- League: Kontinental Hockey League
- Sport: Ice hockey
- Games: 68
- Teams: 22
- TV partner(s): KHL TV, KHL Prime Match TV (Russia) Qazsport (Kazakhstan) Belarus 5 (Belarus) Kinopoisk (streaming partner) Regional broadcasters (local team games only) TNV Tatarstan (Ak Bars Kazan) BST (Salavat Yulaev Ufa) Channel 12 (Avangard Omsk) TV-IN (Metallurg Magnitogorsk) Channel 78 (SKA Saint-Petersburg) Pervy Yaroslavsky (Lokomotiv Yaroslavl) NN 24 (Torpedo Nizhny Novgorod) Guberniya (Amur Khabarovsk) OTV (Traktor Chelyabinsk) OTV Primorye (Admiral Vladivostok) OTS (Sibir Novosibirsk)

Regular season

Playoffs

KHL seasons
- ← 2025–26 2027–28 →

= 2026–27 KHL season =

The 2026–27 KHL season will be the 19th season of the Kontinental Hockey League. 22 teams will compete in 68 regular season games between 5 September 2026 and 20 March 2027.

==Season changes==

The playoff seeding system has been changed. From the second round onwards, teams will be reseeded each round according to the overall standings.

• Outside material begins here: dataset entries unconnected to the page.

use async_trait::async_trait;
use chatcut_core::ops::Transform;
use chatcut_core::types::Media;
use std::path::{Path, PathBuf};
use std::process::Stdio;
use uuid::Uuid;

use crate::error::{RenderError, Result};

/// Turns a source media and a transform into new media bytes.
///
/// Implementations must never write over `source`; the returned record is a
/// fresh hidden media describing the output.
#[async_trait]
pub trait MediaProcessor: Send + Sync {
    async fn process(&self, source: &Media, transform: &Transform) -> Result<Media>;
}

/// `ffmpeg`-backed processor writing derived files into `output_dir`.
#[derive(Debug, Clone)]
pub struct FfmpegProcessor {
    output_dir: PathBuf,
}

impl FfmpegProcessor {
    pub fn new(output_dir: impl Into<PathBuf>) -> Self {
        Self {
            output_dir: output_dir.into(),
        }
    }

    pub fn output_dir(&self) -> &Path {
        &self.output_dir
    }
}

#[async_trait]
impl MediaProcessor for FfmpegProcessor {
    async fn process(&self, source: &Media, transform: &Transform) -> Result<Media> {
        tokio::fs::create_dir_all(&self.output_dir).await?;
        let output = self.output_dir.join(format!("{}.mp4", Uuid::new_v4()));
        let args = transform_args(&source.source, transform, &output);

        tracing::info!(media_id = %source.id, transform = transform.label(), output = %output.display(), "Running transform");
        let result = tokio::process::Command::new("ffmpeg")
            .args(&args)
            .stdin(Stdio::null())
            .stdout(Stdio::null())
            .stderr(Stdio::piped())
            .output()
            .await
            .map_err(|e| {
                if e.kind() == std::io::ErrorKind::NotFound {
                    RenderError::FfmpegNotFound
                } else {
                    RenderError::Io(e)
                }
            })?;

        if !result.status.success() {
            remove_partial(&output).await;
            let stderr = String::from_utf8_lossy(&result.stderr);
            let tail = stderr.lines().last().unwrap_or_default();
            return Err(RenderError::FfmpegFailed(format!(
                "{} transform exited with {}: {tail}",
                transform.label(),
                result.status
            )));
        }

        Ok(transform.derive_media(source, output))
    }
}

/// Delete whatever a failed ffmpeg run left at `output`.
async fn remove_partial(output: &Path) {
    match tokio::fs::remove_file(output).await {
        Ok(()) => tracing::debug!(output = %output.display(), "Removed partial transform output"),
        Err(e) if e.kind() == std::io::ErrorKind::NotFound => {}
        Err(e) => tracing::warn!(output = %output.display(), error = %e, "Could not remove partial transform output"),
    }
}

/// The video filter for a transform, if it is a filter at all.
pub fn transform_filter(transform: &Transform) -> Option<String> {
    match *transform {
        Transform::Brightness { brightness } => Some(format!("eq=brightness={brightness}")),
        Transform::ColorGrading {
            contrast,
            gamma,
            saturation,
        } => Some(format!(
            "eq=contrast={contrast}:gamma={gamma}:saturation={saturation}"
        )),
        Transform::Saturation { saturation } => Some(format!(
            "eq=contrast=1:gamma=1:saturation={saturation}"
        )),
        Transform::Blur { sigma } => Some(format!("gblur=sigma={sigma}")),
        Transform::Grayscale => Some("hue=s=0".to_string()),
        Transform::Trim { .. } => None,
    }
}

/// Full ffmpeg argument list for one transform.
pub fn transform_args(source: &Path, transform: &Transform, output: &Path) -> Vec<String> {
    let mut args = vec![
        "-y".to_string(),
        "-i".to_string(),
        source.to_string_lossy().to_string(),
    ];
    if let Transform::Trim { start, end } = *transform {
        args.extend([
            "-ss".to_string(),
            format!("{}", start.as_seconds()),
            "-to".to_string(),
            format!("{}", end.as_seconds()),
        ]);
    }
    if let Some(filter) = transform_filter(transform) {
        args.push("-vf".to_string());
        args.push(filter);
    }
    args.extend(
        ["-c:v", "libx264", "-c:a", "aac", "-pix_fmt", "yuv420p"]
            .iter()
            .map(|s| s.to_string()),
    );
    args.push(output.to_string_lossy().to_string());
    args
}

For the first time since introduction, the league's salary cap has been raised by 50 million rubles, to 950 million rubles excluding certain bonuses. The salary floor has also been raised by 50 million rubles, to 525 million rubles.

Several rules were implemented to increase pace of play:

- Video reviews for penalties can now be evaluated for player simulation. The referees also gained the ability to initiate a video review for puck-over-glass delay of game penalties without a coach's challenge, and review goaltender interference if the play is already under review to determine if the puck has crossed the goal line.

- Hand passes that are both sent and received inside the team's half of the rink will no longer cause a stoppage of play.

- A player that lost his helmet will no longer be penalized if he picks it up, puts it on and continues play.

- A player using his hand to play the puck now must keep it open.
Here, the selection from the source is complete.